93391 - SEMICONDUCTOR DEVICES AND QUANTUM-COMPUTING M

Scheda insegnamento

SDGs

L'insegnamento contribuisce al perseguimento degli Obiettivi di Sviluppo Sostenibile dell'Agenda 2030 dell'ONU.

Istruzione di qualità

Anno Accademico 2022/2023

Conoscenze e abilità da conseguire

Knowledge about the fundamentals of band theory of solids; knowledge about the physical phenomena underlying the transport of charged carriers in solids and about the basic semiconductor devices and solid-state memories. Illustration of the functioning principles of the most important categories of solid-state sensors. Sensors realized with process techniques used in Microelectronics and Micro-Electro-Mechanics Systems (MEMS). Application of the quantum theory to few-particle systems. Qbit as the elementary unit of quantum information. Example of solid-state devices where quantum effects play a dominant role. Physical feasibility of a computing device architecture based upon quantum dots and/or quantum wires.

Contenuti

Prerequisites

Basic concepts of mathematics and physics acquired from earlier courses. Basic concepts about the electron devices. In this course, further mathematical and physical concepts, not necessarily elementary, will be used. They will be explained as necessary during the lessons. The use of such concepts can not be disposed of, they actually constitute the cultural basis of the course itself.

Learning outcomes

Illustrating the functioning principles of the most important categories of solid-state devices and sensors. The students will learn about devices and sensors realized with process techniques used in Microelectronics and Micro-Electro-Mechanical Systems (MEMS). For each device or sensor, the physical effect, the model used for its characterization and the technological aspects used for the overall realization will be discussed. The student will also gain knowledge about the fundamentals of quantum mechanics and band theory of solids, about the physical phenomena underlying the transport of charged carriers in solids. The fundamentals of quantum mechanics will also be used in the last part of the course to provide introductory elements of quantum computing and information.

Competencies

General: To have critical understanding of technical and scientific tools; communication skills; to be able to work in an international context.

Specific: to understand the methods for investigating advanced solid-state devices, memories and sensors; to determine the important microscopic and macroscopic parameters involved in the functioning of such devices.

Contents (M1)

Crystal lattice.
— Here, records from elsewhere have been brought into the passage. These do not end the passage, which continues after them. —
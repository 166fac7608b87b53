//! Authentication Module
//!
//! Session tokens, revocation, and the HTTP boundary that issues them.
//!
//! # Module Structure
//!
//! ```text
//! auth/
//! ├── mod.rs            - Module exports and documentation
//! ├── sessions.rs       - JWT signing and verification
//! ├── authenticator.rs  - Session authenticator (token ↔ session store)
//! └── handlers/         - login, logout, refresh
//! ```
//!
//! # Authentication Flow
//!
//! 1. **Login**: user id and password verified → token minted and put on
//!    record → token returned in the body and the session cookie
//! 2. **Authenticate**: every protected request (including the gateway
//!    upgrade) resolves its token to a user id; a token is trusted only while
//!    it is the one on record for its user
//! 3. **Logout**: the record is deleted, every token of the user stops working
//! 4. **Refresh**: logout and login in one step
//!
//! # Security
//!
//! - Passwords are verified with bcrypt by the account directory
//! - Tokens are HS256 JWTs; expiry is checked with zero leeway
//! - Unknown user and wrong password return the same 401

/// JWT token generation and validation
pub mod sessions;

/// Session authenticator
pub mod authenticator;

/// HTTP handlers for authentication endpoints
pub mod handlers;

pub use authenticator::{Session, SessionAuthenticator};
pub use handlers::{login, logout, refresh, LoginRequest, SessionResponse};
pub use sessions::{Claims, TokenSigner};
//! Property-based tests

mod envelope_proptest;
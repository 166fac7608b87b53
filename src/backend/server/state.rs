/**
 * Application State Management
 *
 * This module defines the application state structure and implements
 * the `FromRef` traits for Axum state extraction.
 *
 * # Architecture
 *
 * `AppState` is the central state container:
 * - the loaded `GatewayConfig`
 * - the `SessionAuthenticator` (token signer + session store)
 * - the `GatewayContext` (connection registry, relay, handshake settings)
 * - the `Collaborators` bundle (sessions, membership, messages, accounts)
 *
 * Everything inside is an `Arc` or a cheap clone of one, so cloning
 * `AppState` per request costs a handful of reference-count bumps.
 *
 * # State Extraction
 *
 * The `FromRef` implementations let handlers extract only the part they need,
 * e.g. `State(gateway): State<GatewayContext>` in the upgrade handler.
 */

use axum::extract::FromRef;
use std::sync::Arc;

use crate::backend::auth::authenticator::SessionAuthenticator;
use crate::backend::auth::sessions::TokenSigner;
use crate::backend::gateway::{ConnectionRegistry, GatewayContext};
use crate::backend::server::config::GatewayConfig;
use crate::backend::store::Collaborators;

#[derive(Clone)]
pub struct AppState {
    pub config: Arc<GatewayConfig>,
    pub authenticator: SessionAuthenticator,
    pub gateway: GatewayContext,
    pub collaborators: Collaborators,
}

impl AppState {
    /// Wire the state from a configuration and a set of collaborators
    pub fn new(config: GatewayConfig, collaborators: Collaborators) -> Self {
        let authenticator = SessionAuthenticator::new(
            TokenSigner::new(&config.jwt_secret, config.session_ttl),
            collaborators.sessions.clone(),
        );
        let gateway = GatewayContext::new(&config, &collaborators);

        Self {
            config: Arc::new(config),
            authenticator,
            gateway,
            collaborators,
        }
    }
}

impl FromRef<AppState> for SessionAuthenticator {
    fn from_ref(app_state: &AppState) -> Self {
        app_state.authenticator.clone()
    }
}

impl FromRef<AppState> for GatewayContext {
    fn from_ref(app_state: &AppState) -> Self {
        app_state.gateway.clone()
    }
}

impl FromRef<AppState> for ConnectionRegistry {
    fn from_ref(app_state: &AppState) -> Self {
        app_state.gateway.registry.clone()
    }
}

impl FromRef<AppState> for Collaborators {
    fn from_ref(app_state: &AppState) -> Self {
        app_state.collaborators.clone()
    }
}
Definition of characteristic vectors. Elementary cell. Direct and reciprocal lattices. First Brillouin zone. Face-centered cubic lattice. Miller indices. Examples: diamond and zinc-blende structures. Particle dynamics in a periodic potential. Form of the conduction and valence band of silicon, germanium, and gallium arsenide. Transitions: intra-valley, inter-valley, direct inter-band, trap-assisted inter-band transitions. Fermi statistics.
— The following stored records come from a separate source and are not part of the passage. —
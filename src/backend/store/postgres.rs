//! PostgreSQL collaborators
//!
//! Read/write paths the gateway needs against the tables owned by the CRUD
//! layer: `thread_users`, `messages` and `users`. Schema management belongs
//! to that layer; nothing here creates or migrates tables.

use async_trait::async_trait;
use chrono::Utc;
use sqlx::{PgPool, Row};
use std::collections::HashSet;

use crate::backend::error::{BackendError, BackendResult};
use crate::backend::store::{AccountDirectory, MembershipDirectory, MessageStore};
use crate::shared::Message;

/// Membership from the `thread_users` join table
#[derive(Clone)]
pub struct PgMembershipDirectory {
    pool: PgPool,
}

impl PgMembershipDirectory {
    pub fn new(pool: PgPool) -> Self {
        Self { pool }
    }
}

#[async_trait]
impl MembershipDirectory for PgMembershipDirectory {
    async fn list_members(&self, thread_id: &str) -> BackendResult<HashSet<String>> {
        let rows = sqlx::query(
            r#"
            SELECT user_id
            FROM thread_users
            WHERE thread_id = $1
            "#,
        )
        .bind(thread_id)
        .fetch_all(&self.pool)
        .await
        .map_err(|e| BackendError::membership(e.to_string()))?;

        rows.into_iter()
            .map(|row| row.try_get::<String, _>("user_id"))
            .collect::<Result<HashSet<_>, _>>()
            .map_err(|e| BackendError::membership(e.to_string()))
    }

    async fn is_member(&self, thread_id: &str, user_id: &str) -> BackendResult<bool> {
        let row = sqlx::query(
            r#"
            SELECT EXISTS(
                SELECT 1 FROM thread_users WHERE thread_id = $1 AND user_id = $2
            ) AS member
            "#,
        )
        .bind(thread_id)
        .bind(user_id)
        .fetch_one(&self.pool)
        .await
        .map_err(|e| BackendError::membership(e.to_string()))?;

        row.try_get("member").map_err(|e| BackendError::membership(e.to_string()))
    }
}

/// Messages in the `messages` table
#[derive(Clone)]
pub struct PgMessageStore {
    pool: PgPool,
}

impl PgMessageStore {
    pub fn new(pool: PgPool) -> Self {
        Self { pool }
    }
}

#[async_trait]
impl MessageStore for PgMessageStore {
    async fn create(
        &self,
        body: &str,
        grade: i32,
        author_id: &str,
        thread_id: &str,
    ) -> BackendResult<Message> {
        let id = uuid::Uuid::new_v4().to_string();
        let now = Utc::now();

        sqlx::query(
            r#"
            INSERT INTO messages (id, message, grade, user_id, thread_id, created_at, updated_at)
            VALUES ($1, $2, $3, $4, $5, $6, $6)
            "#,
        )
        .bind(&id)
        .bind(body)
        .bind(grade)
        .bind(author_id)
        .bind(thread_id)
        .bind(now)
        .execute(&self.pool)
        .await
        .map_err(|e| BackendError::persistence(e.to_string()))?;

        Ok(Message {
            id,
            author_id: author_id.to_string(),
            thread_id: thread_id.to_string(),
            grade,
            body: body.to_string(),
            created_at: Some(now),
        })
    }
}

/// Password hashes in the `users` table
#[derive(Clone)]
pub struct PgAccountDirectory {
    pool: PgPool,
}

impl PgAccountDirectory {
    pub fn new(pool: PgPool) -> Self {
        Self { pool }
    }
}

#[async_trait]
impl AccountDirectory for PgAccountDirectory {
    async fn verify_password(&self, user_id: &str, password: &str) -> BackendResult<bool> {
        let row = sqlx::query("SELECT password FROM users WHERE id = $1")
            .bind(user_id)
            .fetch_optional(&self.pool)
            .await?;

        let Some(row) = row else {
            return Ok(false);
        };
        let hash: String = row.try_get("password")?;

        bcrypt::verify(password, &hash)
            .map_err(|e| BackendError::persistence(format!("password verification failed: {}", e)))
    }
}
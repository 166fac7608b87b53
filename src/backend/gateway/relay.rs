/**
 * Message Relay
 *
 * Persists one chat message and fans it out to the members of its thread.
 *
 * # Steps
 *
 * 1. Persist through the `MessageStore`. On failure nothing is pushed to
 *    anyone and the caller gets `Persistence`.
 * 2. Build the outbound `message` envelope from the persisted record and
 *    encode it once.
 * 3. Load the thread's members fresh from the `MembershipDirectory`. The
 *    message is already stored at this point, so a directory failure is a
 *    delivery failure recorded in the report, not an error.
 * 4. Push the frame to every member with a registered connection, the
 *    author included. Members without a connection are skipped.
 * 5. A push failure for one member is logged and never stops delivery to
 *    the rest.
 */

use std::sync::Arc;

use crate::backend::error::{BackendError, BackendResult};
use crate::backend::gateway::registry::ConnectionRegistry;
use crate::backend::store::{MembershipDirectory, MessageStore};
use crate::shared::{ChatRequest, Envelope, MessagePayload};

/// Who a relayed message reached
#[derive(Debug, Clone, Default, PartialEq, Eq)]
pub struct RelayReport {
    pub message_id: String,
    /// Members whose connection accepted the frame
    pub delivered: Vec<String>,
    /// Members with no live connection
    pub skipped: Vec<String>,
    /// Members whose push failed
    pub failed: Vec<String>,
    /// Why the persisted message reached nobody, when the members could not
    /// be resolved
    pub undelivered: Option<String>,
}

#[derive(Clone)]
pub struct MessageRelay {
    registry: ConnectionRegistry,
    members: Arc<dyn MembershipDirectory>,
    messages: Arc<dyn MessageStore>,
}

impl MessageRelay {
    pub fn new(
        registry: ConnectionRegistry,
        members: Arc<dyn MembershipDirectory>,
        messages: Arc<dyn MessageStore>,
    ) -> Self {
        Self {
            registry,
            members,
            messages,
        }
    }

    pub async fn relay(
        &self,
        author_id: &str,
        thread_id: &str,
        request: &ChatRequest,
    ) -> BackendResult<RelayReport> {
        if thread_id.is_empty() {
            return Err(BackendError::protocol("chat requires a thread"));
        }

        let message = self
            .messages
            .create(&request.message, request.grade, author_id, thread_id)
            .await
            .map_err(|e| match e {
                BackendError::Persistence { .. } => e,
                other => BackendError::persistence(other.message()),
            })?;

        let frame = Envelope::message(&MessagePayload::from(&message))?.encode()?;
        let members = match self.members.list_members(thread_id).await {
            Ok(members) => members,
            Err(e) => {
                tracing::warn!(
                    "[Relay] {} saved but members of {} unavailable: {}",
                    message.id,
                    thread_id,
                    e
                );
                return Ok(RelayReport {
                    message_id: message.id,
                    undelivered: Some(e.message()),
                    ..RelayReport::default()
                });
            }
        };

        let fan_out = self.registry.fan_out(&members, &frame).await;
        for (user_id, err) in &fan_out.failed {
            tracing::warn!("[Relay] Push to {} failed: {}", user_id, err);
        }

        tracing::debug!(
            "[Relay] {} in {}: {} delivered, {} offline, {} failed",
            message.id,
            thread_id,
            fan_out.delivered.len(),
            fan_out.absent.len(),
            fan_out.failed.len()
        );

        let mut report = RelayReport {
            message_id: message.id,
            delivered: fan_out.delivered,
            skipped: fan_out.absent,
            failed: fan_out.failed.into_iter().map(|(user_id, _)| user_id).collect(),
            undelivered: None,
        };
        report.delivered.sort();
        report.skipped.sort();
        report.failed.sort();
        Ok(report)
    }
}
/**
 * Session Authenticator
 *
 * Combines the token signer with the revocable session store.
 *
 * # Record Layout
 *
 * One record per user: `session:<user_id>` → `<token>`, with a TTL equal to
 * the token's remaining lifetime. A token is trusted only while it is the
 * value on record for the user named in its `sub` claim, so:
 *
 * - `logout(u)` deletes the slot and every token ever issued to `u` stops
 *   authenticating in one step
 * - a new `login(u)` supersedes all of `u`'s earlier tokens
 * - once the TTL lapses, the record is gone and the token fails even if the
 *   socket that presented it earlier is still open
 */

use chrono::{DateTime, Utc};
use std::sync::Arc;
use std::time::Duration;

use crate::backend::auth::sessions::TokenSigner;
use crate::backend::error::{BackendError, BackendResult};
use crate::backend::store::SessionStore;

/// A freshly minted session
#[derive(Debug, Clone)]
pub struct Session {
    pub user_id: String,
    pub token: String,
    pub expires_at: DateTime<Utc>,
}

fn session_key(user_id: &str) -> String {
    format!("session:{}", user_id)
}

#[derive(Clone)]
pub struct SessionAuthenticator {
    signer: TokenSigner,
    store: Arc<dyn SessionStore>,
}

impl SessionAuthenticator {
    pub fn new(signer: TokenSigner, store: Arc<dyn SessionStore>) -> Self {
        Self { signer, store }
    }

    pub fn validity(&self) -> Duration {
        self.signer.validity()
    }

    /// Resolve a token to its user id
    ///
    /// Read-only. Fails with `Authentication` when the signature is bad, the
    /// token expired, or it is no longer the token on record.
    pub async fn authenticate(&self, token: &str) -> BackendResult<String> {
        let claims = self.signer.verify(token)?;

        match self.store.get(&session_key(&claims.sub)).await? {
            Some(current) if current == token => Ok(claims.sub),
            Some(_) => Err(BackendError::authentication("token superseded by a newer session")),
            None => Err(BackendError::authentication("session revoked or expired")),
        }
    }

    /// Mint a token for `user_id` and put it on record
    pub async fn login(&self, user_id: &str) -> BackendResult<Session> {
        if user_id.is_empty() {
            return Err(BackendError::authentication("user id is empty"));
        }

        let (token, expires_at) = self.signer.sign(user_id)?;
        let ttl = (expires_at - Utc::now()).to_std().unwrap_or(Duration::ZERO);

        self.store.put(&session_key(user_id), &token, ttl).await?;
        tracing::info!("[Auth] Session started for {}", user_id);

        Ok(Session {
            user_id: user_id.to_string(),
            token,
            expires_at,
        })
    }

    /// Revoke every token issued to `user_id`; idempotent
    pub async fn logout(&self, user_id: &str) -> BackendResult<()> {
        let existed = self.store.delete(&session_key(user_id)).await?;
        if existed {
            tracing::info!("[Auth] Session revoked for {}", user_id);
        } else {
            tracing::debug!("[Auth] No session on record for {}", user_id);
        }
        Ok(())
    }

    /// Revoke and reissue in one step (credential rotation)
    pub async fn rotate(&self, user_id: &str) -> BackendResult<Session> {
        self.logout(user_id).await?;
        self.login(user_id).await
    }
}
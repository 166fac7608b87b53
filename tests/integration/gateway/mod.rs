//! Gateway integration tests
//!
//! Multi-connection scenarios played through real sessions sharing one
//! registry, and the same gateway behind a real WebSocket upgrade.

mod scenario_test;
mod socket_test;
Density of states in the k space and in the phase space. Effective mass. Dispersion relation E(k) in a crystal. Density of states in energy. Bands in conductors, insulators, and semiconductors. Dependence of conductivity on temperature. Form of the constant-energy surfaces of Ge, Si, GaAs.

Distribution function. Example of calculation of the density of states. Concept of hole. Calculation of the intrinsic concentration at equilibrium. Estimate of the position of the Fermi level. Dependence of the intrinsic concentration on temperature. Relevant parameters for Ge, Si GaAs. Qualitative explanation of the contribution of electron and holes to the current density of a semiconductor. Calculation of the position of the Fermi level. Average velocity and current density of the electrons and of the holes.
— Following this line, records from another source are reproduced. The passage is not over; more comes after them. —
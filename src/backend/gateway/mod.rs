//! Real-time Gateway Module
//!
//! Long-lived bidirectional connections bound to a topic (a thread or the
//! global presence channel). Chat messages sent on a thread are persisted and
//! pushed to every connected member of that thread.
//!
//! # Module Structure
//!
//! ```text
//! gateway/
//! ├── mod.rs         - GatewayContext, the wiring shared by all connections
//! ├── registry.rs    - user id → live connection directory
//! ├── handshake.rs   - setup-frame state machine and membership policy
//! ├── relay.rs       - persist + fan-out of chat messages
//! ├── notice.rs      - system notices to one user
//! ├── disconnect.rs  - connection teardown
//! ├── session.rs     - per-connection driver (handshake → read loop → teardown)
//! └── socket.rs      - axum WebSocket upgrade and writer task
//! ```
//!
//! # Concurrency
//!
//! Each connection runs as its own task with its own writer task. The
//! `ConnectionRegistry` is the only state shared between connections.

use std::sync::Arc;
use std::time::Duration;
use tokio::sync::mpsc;

use crate::backend::server::config::GatewayConfig;
use crate::backend::store::{Collaborators, MembershipDirectory};

pub mod disconnect;
pub mod handshake;
pub mod notice;
pub mod registry;
pub mod relay;
pub mod session;
pub mod socket;

pub use handshake::{HandshakeState, MembershipPolicy, Topic};
pub use registry::{ConnectionHandle, ConnectionRegistry, Outbound};
pub use relay::{MessageRelay, RelayReport};
pub use session::{ConnectionSession, InboundFrame, SessionOutcome};

/// Everything a connection task needs, cheap to clone
#[derive(Clone)]
pub struct GatewayContext {
    pub registry: ConnectionRegistry,
    pub relay: MessageRelay,
    pub members: Arc<dyn MembershipDirectory>,
    pub policy: MembershipPolicy,
    pub handshake_timeout: Duration,
    pub outbound_buffer: usize,
}

impl GatewayContext {
    pub fn new(config: &GatewayConfig, collaborators: &Collaborators) -> Self {
        let registry = ConnectionRegistry::new();
        let relay = MessageRelay::new(
            registry.clone(),
            collaborators.members.clone(),
            collaborators.messages.clone(),
        );

        Self {
            registry,
            relay,
            members: collaborators.members.clone(),
            policy: config.membership_policy,
            handshake_timeout: config.handshake_timeout,
            outbound_buffer: config.outbound_buffer,
        }
    }

    /// A new handle for `user_id` with the configured outbound buffer
    pub fn open(&self, user_id: &str) -> (ConnectionHandle, mpsc::Receiver<Outbound>) {
        ConnectionHandle::new(user_id, self.outbound_buffer)
    }
}
/**
 * Authentication Middleware
 *
 * This module protects routes that require an authenticated session. The
 * credential is read from the `Authorization: Bearer <token>` header, or
 * failing that from the session cookie, and resolved through the
 * `SessionAuthenticator`.
 *
 * On success an `AuthenticatedUser` is attached to the request extensions;
 * handlers pick it up with the `AuthUser` extractor. A missing, expired or
 * revoked credential is answered with 401 before the handler runs, which is
 * how `GET /ws` refuses an upgrade without touching gateway state.
 */

use axum::{
    extract::{FromRequestParts, Request, State},
    http::{header::AUTHORIZATION, request::Parts, HeaderMap},
    middleware::Next,
    response::Response,
};
use axum_extra::extract::CookieJar;

use crate::backend::error::BackendError;
use crate::backend::server::state::AppState;

/// Authenticated user data resolved from the session token
#[derive(Clone, Debug, PartialEq, Eq)]
pub struct AuthenticatedUser {
    pub user_id: String,
    /// The token that authenticated this request
    pub token: String,
}

/// Authentication middleware
///
/// 1. Extracts the token from the Authorization header or the session cookie
/// 2. Resolves it to a user id (signature, expiry and revocation checks)
/// 3. Attaches the user to request extensions
pub async fn auth_middleware(
    State(app_state): State<AppState>,
    jar: CookieJar,
    mut request: Request,
    next: Next,
) -> Result<Response, BackendError> {
    let token = extract_token(request.headers(), &jar, &app_state.config.session_cookie)
        .ok_or_else(|| {
            tracing::warn!("[Auth] Missing credential for {}", request.uri().path());
            BackendError::authentication("missing credential")
        })?;

    let user_id = app_state.authenticator.authenticate(&token).await.map_err(|e| {
        tracing::warn!("[Auth] Rejected credential: {}", e);
        e
    })?;

    request
        .extensions_mut()
        .insert(AuthenticatedUser { user_id, token });

    Ok(next.run(request).await)
}

/// Bearer header first, then the session cookie
pub fn extract_token(headers: &HeaderMap, jar: &CookieJar, cookie_name: &str) -> Option<String> {
    let bearer = headers
        .get(AUTHORIZATION)
        .and_then(|h| h.to_str().ok())
        .and_then(|h| h.strip_prefix("Bearer "))
        .map(str::trim)
        .filter(|token| !token.is_empty());

    if let Some(token) = bearer {
        return Some(token.to_string());
    }

    jar.get(cookie_name)
        .map(|cookie| cookie.value().to_string())
        .filter(|token| !token.is_empty())
}

/// Axum extractor for the authenticated user
///
/// Only valid on routes behind `auth_middleware`.
#[derive(Clone, Debug)]
pub struct AuthUser(pub AuthenticatedUser);

impl<S> FromRequestParts<S> for AuthUser
where
    S: Send + Sync,
{
    type Rejection = BackendError;

    async fn from_request_parts(parts: &mut Parts, _state: &S) -> Result<Self, Self::Rejection> {
        parts
            .extensions
            .get::<AuthenticatedUser>()
            .cloned()
            .map(AuthUser)
            .ok_or_else(|| {
                tracing::warn!("[Auth] AuthenticatedUser not found in request extensions");
                BackendError::authentication("not authenticated")
            })
    }
}
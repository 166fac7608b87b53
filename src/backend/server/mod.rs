//! Server Module
//!
//! Configuration, application state, and startup wiring.
//!
//! # Module Structure
//!
//! ```text
//! server/
//! ├── mod.rs          - Module exports and documentation
//! ├── state.rs        - AppState and FromRef implementations
//! ├── config.rs       - Environment configuration, database pool
//! └── init.rs         - State building and app creation
//! ```
//!
//! # Initialization Flow
//!
//! 1. **Configuration Loading**: `GatewayConfig::from_env`
//! 2. **Collaborators**: PostgreSQL when reachable, in-memory otherwise
//! 3. **State Creation**: authenticator, gateway context
//! 4. **Router Creation**: routes and middleware

/// Application state management
pub mod state;

/// Server configuration loading
pub mod config;

/// Server initialization
pub mod init;

pub use config::{ConfigError, GatewayConfig};
pub use init::{build_state, create_app};
pub use state::AppState;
Dynamics of electrons and holes in the parabolic-band approximation. Doped semiconductor of the donor or acceptor type. Compensation effect. Calculation of the equilibrium concentrations. Non-degeneracy and complete-ionization approximations. Effect of temperature and dopant concentration on the position of the Fermi level. Intrinsic, saturation and freeze-out conditions of the dopants. Non-uniform dopant distribution. Expressions of the equilibrium concentrations of electrons and holes. Poisson equation in the semiconductor in the equilibrium and non-equilibrium cases.

Continuity equations. Quasi-static approximation. Mathematical model of semiconductor devices. Definition of the quasi-Fermi potentials. Boundary conditions of the model Trap-assisted transitions. Deduction of the SRH net-recombination rate. Limiting cases of it: depletion and weak-injection conditions. Auger recombination and impact ionization. Direct generations of thermal and optical type. Limiting case of strong ionization. Form of the optical generation inside the material. Macroscopic mobility models: collisions with the lattice, the ionized impurities and the interfaces. Dependence of mobility on temperature, total impurity concentration and field component normal to a boundary. Matthiessen rule. Example of a macroscopic mobility model. Results of mobility calculations obtained from the solution of the Boltzmann transport equation.

Applications: p-n junction: structure and qualitative form of the electric potential. Solution of the Poisson equation at equilibrium: neutral regions and space-charge regions. Drift and diffusion component of the current density. Effect of the contacts. Qualitative functioning of the p-n junction. Full depletion of the space-charge region in the reverse-bias condition. Shockley theory. Weak-injection condition and decoupling of the neutral zones. Current-voltage relation of the p-n junction; dominance of the diffusive current density for the minority carriers in the neutral zones. Shockley boundary conditions. Reverse bias: form of the charge density, electric field and electric potential. Calculation of the width of the space-charge region. Barrier capacitance of the p-n junction. Chynowetz model for the impact-ionization coefficients. Avalanche condition.

Bipolar transistor. Qualitative description. Calculation of the currents. Ebers and Moll model. Equivalent circuit. Optimization of the current gain.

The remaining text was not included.